Two bilateral bone metastases (BoMs) were collected from a patient initially diagnosed with ER+ primary breast cancer, and immediately dissociated into single cells using tumor dissociation kit from Miltenyi Biotech (130095929) following manufacturer’s protocol. Red blood cell lysis (Qiagen158904) and dead cell removal (Miltenyi Biotech 130090101) were performed according to the manual.

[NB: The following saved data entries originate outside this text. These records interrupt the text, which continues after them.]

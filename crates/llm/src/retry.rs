//! Retry with exponential backoff for provider calls.

use docchat_core::{AppError, AppResult};
use reqwest::StatusCode;
use std::future::Future;
use std::time::Duration;
use tracing::warn;

/// Initial backoff duration in milliseconds
const INITIAL_BACKOFF_MS: u64 = 250;

/// How many times a failed call is retried and how long to wait in between.
#[derive(Debug, Clone, Copy)]
pub struct RetryPolicy {
    /// Retries after the first attempt (0 = single attempt)
    pub max_retries: u32,
    /// Delay before the first retry; doubled for each further retry
    pub initial_backoff: Duration,
}

impl RetryPolicy {
    pub fn new(max_retries: u32) -> Self {
        Self {
            max_retries,
            initial_backoff: Duration::from_millis(INITIAL_BACKOFF_MS),
        }
    }

    pub fn with_initial_backoff(mut self, backoff: Duration) -> Self {
        self.initial_backoff = backoff;
        self
    }

    /// Delay before retry number `attempt` (1-based).
    pub fn backoff(&self, attempt: u32) -> Duration {
        self.initial_backoff
            .saturating_mul(2_u32.saturating_pow(attempt.saturating_sub(1)))
    }
}

impl Default for RetryPolicy {
    fn default() -> Self {
        Self::new(2)
    }
}

/// Outcome of a single failed provider call.
#[derive(Debug)]
pub enum CallError {
    /// Rate limiting, server errors, dropped connections
    Retryable(AppError),
    /// Everything a retry cannot fix (bad request, bad credential, bad payload)
    Fatal(AppError),
}

impl CallError {
    /// Classify a non-success HTTP status.
    pub fn from_status(status: StatusCode, body: &str) -> Self {
        let message = extract_error_message(body);
        let err = AppError::Provider(format!("API error ({}): {}", status, message));

        if status == StatusCode::TOO_MANY_REQUESTS
            || status == StatusCode::REQUEST_TIMEOUT
            || status.is_server_error()
        {
            CallError::Retryable(err)
        } else {
            CallError::Fatal(err)
        }
    }

    /// Classify a transport-level failure.
    pub fn from_reqwest(err: reqwest::Error) -> Self {
        let retryable = err.is_timeout() || err.is_connect() || err.is_request();
        let err = AppError::Provider(format!("Request failed: {}", err));
        if retryable {
            CallError::Retryable(err)
        } else {
            CallError::Fatal(err)
        }
    }

    pub fn into_inner(self) -> AppError {
        match self {
            CallError::Retryable(e) | CallError::Fatal(e) => e,
        }
    }
}

/// Pull `error.message` out of a Google API error body, falling back to the raw text.
fn extract_error_message(body: &str) -> String {
    serde_json::from_str::<serde_json::Value>(body)
        .ok()
        .and_then(|v| {
            v.get("error")
                .and_then(|e| e.get("message"))
                .and_then(|m| m.as_str())
                .map(str::to_string)
        })
        .unwrap_or_else(|| {
            let trimmed = body.trim();
            if trimmed.is_empty() {
                "Unknown error".to_string()
            } else {
                trimmed.to_string()
            }
        })
}

/// Run `call` until it succeeds, fails fatally, or the retries run out.
///
/// The error of the last attempt is returned when every attempt fails.
pub async fn with_retries<T, F, Fut>(policy: RetryPolicy, operation: &str, mut call: F) -> AppResult<T>
where
    F: FnMut() -> Fut,
    Fut: Future<Output = Result<T, CallError>>,
{
    let mut attempt = 0;

    loop {
        match call().await {
            Ok(value) => return Ok(value),
            Err(CallError::Fatal(e)) => return Err(e),
            Err(CallError::Retryable(e)) => {
                if attempt >= policy.max_retries {
                    return Err(e);
                }
                attempt += 1;

                let backoff = policy.backoff(attempt);
                warn!(
                    "{} failed (retry {}/{}), retrying in {}ms: {}",
                    operation,
                    attempt,
                    policy.max_retries,
                    backoff.as_millis(),
                    e
                );
                tokio::time::sleep(backoff).await;
            }
        }
    }
}
//! Router construction.

use crate::app::AppState;
use crate::handlers;
use axum::routing::{get, post};
use axum::Router;
use tower_http::cors::CorsLayer;
use tower_http::trace::TraceLayer;

pub fn create_router(state: AppState) -> Router {
    Router::new()
        .route("/", get(handlers::root))
        .route("/chat", post(handlers::chat))
        .route("/clear_memory", post(handlers::clear_memory))
        .layer(CorsLayer::permissive())
        .layer(TraceLayer::new_for_http())
        .with_state(state)
}

/// Serve the API until the process is stopped.
pub async fn run_server(address: &str, state: AppState) -> docchat_core::AppResult<()> {
    let app = create_router(state);
    let listener = tokio::net::TcpListener::bind(address).await?;
    tracing::info!("Document chatbot API listening on http://{}", address);

    axum::serve(listener, app).await?;
    Ok(())
}
impl Default for CorpusConfig {
    fn default() -> Self {
        Self {
            documents_dir: PathBuf::from("data/documents"),
            extensions: vec!["md".to_string()],
        }
    }
}

/// Embedding and generation provider settings.
#[derive(Debug, Clone, Serialize, Deserialize)]
#[serde(default)]
pub struct ProviderConfig {
    /// Provider name ("gemini" or "mock")
    pub name: String,

    /// API credential, only ever read from the environment
    #[serde(skip)]
    pub api_key: Option<String>,

    /// Optional custom endpoint
    #[serde(rename = "baseUrl")]
    pub base_url: Option<String>,

    #[serde(rename = "chatModel")]
    pub chat_model: String,

    #[serde(rename = "embeddingModel")]
    pub embedding_model: String,

    /// Dimensions produced by the mock embedding provider
    #[serde(rename = "embeddingDimensions")]
    pub embedding_dimensions: usize,

    pub temperature: f32,

    #[serde(rename = "topP")]
    pub top_p: f32,

    #[serde(rename = "maxOutputTokens")]
    pub max_output_tokens: Option<u32>,

    /// Time budget for a single embedding or generation call
    #[serde(rename = "requestTimeoutSecs")]
    pub request_timeout_secs: u64,

    /// Retries for retryable provider failures (429, 5xx, network)
    #[serde(rename = "maxRetries")]
    pub max_retries: u32,

    /// Texts per batch embedding request during indexing
    #[serde(rename = "embedBatchSize")]
    pub embed_batch_size: usize,
}

impl Default for ProviderConfig {
    fn default() -> Self {
        Self {
            name: "gemini".to_string(),
            api_key: None,
            base_url: None,
            chat_model: "gemini-2.0-flash".to_string(),
            embedding_model: "models/embedding-001".to_string(),
            embedding_dimensions: 384,
            temperature: 0.7,
            top_p: 0.9,
            max_output_tokens: None,
            request_timeout_secs: 60,
            max_retries: 2,
            embed_batch_size: 100,
        }
    }
}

Raw counts were mapped to human genome assembly (version GRCh38) using cellranger count function, and the mapped count matrix was imported into Seurat (v 3.1.4) for further analysis. Genes with detected expression in less than 20 cells, as well as cells expressing less than 300 genes or more than 8000 genes, or containing more than 45% mitochondrial genes were removed, resulting in 10,056 cells for downstream analysis. Mitochondrial genes were regressed out before principle component analysis, and a shared nearest neighbor optimization based clustering method was used for identifying cell clusters. Cell type of each cluster was assigned by the expression of canonical cell markers, and cell signatures derived from single cells RNA sequencing data of defined cell types collected in PanglaoDB database. Log normalized counts values of S100A8, S100A9, TLR4, and AGER were compared between different cell types.

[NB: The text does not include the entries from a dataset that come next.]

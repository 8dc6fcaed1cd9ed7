//! Error types for the docchat service.
//!
//! This module defines a unified error enum that covers all error categories
//! in the service: configuration, corpus indexing, request validation,
//! provider calls, prompt rendering and I/O.

use thiserror::Error;

/// Unified error type for the docchat service.
///
/// All fallible functions return `Result<T, AppError>`.
/// Startup errors (`Config`, `EmptyCorpus`) terminate the process; request
/// errors are reported to the caller and the service keeps running.
#[derive(Error, Debug)]
pub enum AppError {
    /// Configuration-related errors (missing credential, invalid settings)
    #[error("Configuration error: {0}")]
    Config(String),

    /// The corpus produced no chunks to index
    #[error("Empty corpus: {0}")]
    EmptyCorpus(String),

    /// A document had no text to chunk
    #[error("Empty document: {0}")]
    EmptyDocument(String),

    /// Invalid caller input
    #[error("{0}")]
    Validation(String),

    /// Embedding or generation provider failures
    #[error("Provider error: {0}")]
    Provider(String),

    /// A provider call exceeded its time budget
    #[error("{operation} timed out after {timeout_ms}ms")]
    Timeout { operation: String, timeout_ms: u64 },

    /// Vector index and retrieval errors
    #[error("Knowledge error: {0}")]
    Knowledge(String),

    /// Prompt system errors
    #[error("Prompt error: {0}")]
    Prompt(String),

    /// I/O and filesystem errors
    #[error("I/O error: {0}")]
    Io(#[from] std::io::Error),

    /// Serialization/deserialization errors
    #[error("Serialization error: {0}")]
    Serialization(String),

    /// Generic errors
    #[error("{0}")]
    Other(String),
}

impl AppError {
    /// Whether the error was caused by the caller rather than the service.
    pub fn is_client_error(&self) -> bool {
        matches!(self, AppError::Validation(_))
    }
}

impl From<serde_json::Error> for AppError {
    fn from(err: serde_json::Error) -> Self {
        AppError::Serialization(err.to_string())
    }
}

impl From<serde_yaml::Error> for AppError {
    fn from(err: serde_yaml::Error) -> Self {
        AppError::Serialization(err.to_string())
    }
}

/// Convenience type alias for Results with AppError.
pub type AppResult<T> = Result<T, AppError>;

#[cfg(test)]
mod tests {
    use super::*;

    #[test]
    fn test_only_validation_is_client_error() {
        assert!(AppError::Validation("Message cannot be empty".to_string()).is_client_error());
        assert!(!AppError::Provider("boom".to_string()).is_client_error());
        assert!(!AppError::EmptyCorpus("none".to_string()).is_client_error());
    }

    #[test]
    fn test_timeout_display() {
        let err = AppError::Timeout {
            operation: "generation".to_string(),
            timeout_ms: 1500,
        };
        assert_eq!(err.to_string(), "generation timed out after 1500ms");
    }

    #[test]
    fn test_validation_display_is_bare_message() {
        let err = AppError::Validation("Message cannot be empty".to_string());
        assert_eq!(err.to_string(), "Message cannot be empty");
    }
}
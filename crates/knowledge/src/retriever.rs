//! Query-time retrieval: embed the question, search the index.

use crate::embeddings::EmbeddingProvider;
use crate::types::ScoredChunk;
use crate::vector_index::VectorIndex;
use docchat_core::{AppError, AppResult};
use std::sync::Arc;
use std::time::Duration;
use tracing::{debug, instrument};

/// Default number of chunks returned per query.
pub const DEFAULT_TOP_K: usize = 4;

/// Retrieval options.
#[derive(Debug, Clone, Copy)]
pub struct RetrieverOptions {
    pub top_k: usize,
    /// Drop hits scoring below this cosine similarity
    pub min_score: Option<f32>,
    /// Time budget for embedding the query
    pub timeout: Duration,
}

impl Default for RetrieverOptions {
    fn default() -> Self {
        Self {
            top_k: DEFAULT_TOP_K,
            min_score: None,
            timeout: Duration::from_secs(60),
        }
    }
}

/// Wraps an embedding provider and a read-only vector index.
#[derive(Clone)]
pub struct Retriever {
    embedder: Arc<dyn EmbeddingProvider>,
    index: Arc<dyn VectorIndex>,
    options: RetrieverOptions,
}

impl Retriever {
    pub fn new(
        embedder: Arc<dyn EmbeddingProvider>,
        index: Arc<dyn VectorIndex>,
        options: RetrieverOptions,
    ) -> Self {
        Self {
            embedder,
            index,
            options,
        }
    }

    pub fn index(&self) -> &Arc<dyn VectorIndex> {
        &self.index
    }

    pub fn options(&self) -> &RetrieverOptions {
        &self.options
    }

    /// Chunk texts most relevant to `query`, best first.
    pub async fn retrieve(&self, query: &str) -> AppResult<Vec<String>> {
        Ok(self
            .retrieve_scored(query)
            .await?
            .into_iter()
            .map(|hit| hit.text)
            .collect())
    }

    /// Like [`Retriever::retrieve`] but keeps scores and sources.
    #[instrument(skip(self, query), fields(query_len = query.len(), top_k = self.options.top_k))]
    pub async fn retrieve_scored(&self, query: &str) -> AppResult<Vec<ScoredChunk>> {
        let timeout = self.options.timeout;
        let embedding = tokio::time::timeout(timeout, self.embedder.embed(query))
            .await
            .map_err(|_| AppError::Timeout {
                operation: "Query embedding".to_string(),
                timeout_ms: timeout.as_millis() as u64,
            })??;

        let mut hits = self.index.search(&embedding, self.options.top_k)?;

        if let Some(min_score) = self.options.min_score {
            hits.retain(|hit| hit.score >= min_score);
        }

        for hit in &hits {
            debug!(score = hit.score, source = ?hit.source_path, "Retrieved chunk {}", hit.id);
        }

        Ok(hits)
    }
}
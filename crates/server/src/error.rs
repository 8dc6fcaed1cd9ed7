//! HTTP mapping for [`AppError`].

use axum::http::StatusCode;
use axum::response::{IntoResponse, Response};
use axum::Json;
use docchat_core::AppError;
use serde::{Deserialize, Serialize};

/// Error body returned by every endpoint.
#[derive(Debug, Clone, PartialEq, Eq, Serialize, Deserialize)]
pub struct ErrorBody {
    pub detail: String,
}

/// Wrapper so handlers can return `Result<_, ApiError>` and use `?`.
#[derive(Debug)]
pub struct ApiError(pub AppError);

impl ApiError {
    pub fn status(&self) -> StatusCode {
        if self.0.is_client_error() {
            StatusCode::BAD_REQUEST
        } else {
            StatusCode::INTERNAL_SERVER_ERROR
        }
    }

    /// Text placed in the `detail` field.
    pub fn detail(&self) -> String {
        match &self.0 {
            AppError::Validation(message) => message.clone(),
            other => other.to_string(),
        }
    }
}

impl From<AppError> for ApiError {
    fn from(err: AppError) -> Self {
        Self(err)
    }
}

impl IntoResponse for ApiError {
    fn into_response(self) -> Response {
        let status = self.status();
        if status.is_server_error() {
            tracing::error!("Request failed: {}", self.0);
        } else {
            tracing::debug!("Rejected request: {}", self.0);
        }
        (status, Json(ErrorBody { detail: self.detail() })).into_response()
    }
}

Tumor mutation burden (TMB) analysis

TMB calculation was performed as previous described118. Briefly, TCGA mutation annotation files from 982 patients were downloaded from FireBrowse and mutation subtypes were summarized using “maftool” package (Version 2.6.0)119. Mutations subtypes were classified into truncated (nonsense, frame-shift deletion, frame-shift insertion, splice-site) and non-truncated mutations (missense, in-frame deletion, in-frame insertion, nonstop). TMB was calculated as 2× Truncating mutation numbers + non-truncating mutation numbers.

Generation of gene sets

For Sorlie et al., the original set of intrinsic genes were downloaded from Stanford Genomics Breast Cancer Consortium (http://genome-www.stanford.edu/breast_cancer/). Four hundred and fifty three genes were annotated from 553 probes. Expression of these 453 genes were examined in 33 luminal and 39 basal breast cancer cell lines. Significantly higher (FDR < 0.01) intrinsic genes in basal or luminal cells were called as basal (n = 75) or luminal (n = 68) markers in Sorlie gene sets. For the TCGA and METABRIC gene set, differentially expressed genes were called between basal and luminal A or basal and luminal B ER+ tumors using raw counts or normalized probe intensities by DESeq2 (Version 1.34.0) or limma (Version 3.46.0). The top 200 increased genes of these two comparisons were further intersected. Overlapped DE genes in basal and luminal tumors were called as TCGA and METABRIC gene sets. For CTCF gene signature establishment, a previous RNA-seq data set on MCF7 cells with or without CTCF knockdown was downloaded and analyzed53, top 100 downregulated genes with CTCF knockdown were used as the CTCF gene signature. All the gene signatures used in this study are provide in Supplementary Data 1.

Chromatin interaction data analysis

CTCF ChIA-PET data were downloaded from GSE72816. Chromatin linkages were visualized on 3D genome browser (http://promoter.bx.psu.edu/hi-c/) after processed with ChIA-PET tool (Version 3)120. Confident insulated neighborhoods boundaries were defined by the colocalization of CTCF and cohesion complex subunits together with called chromatin interactions. Hi-C data were downloaded from GSE130916, hiC file was visualized using WashU Epigenome Browser.

Super-enhancer identification

Super-enhancers were identified from a widely used human super enhancer database-SEdb121 (http://www.licpathway.net/sedb/index.php) which curates and processes H3K27ac ChIP-seq data sets from publicly available resources and further computes super enhancers using the ROSE pipeline122. Specifically, we used the super enhancer information called from a MCF7 H3K27ac ChIP-seq data set from GSE57436123. The recognized super enhancer at KRT14/16/17 region was ranked #25 among all 210 super enhancers.

Statistical analysis

All statistical analysis were specified at the corresponding figure legends. For data processing and visualization, Microsoft Excel 2020, Graphpad Prism (Version 8) and R (version 3.6.1) was used.

Reporting summary

Further information on research design is available in the Nature Research Reporting Summary linked to this article.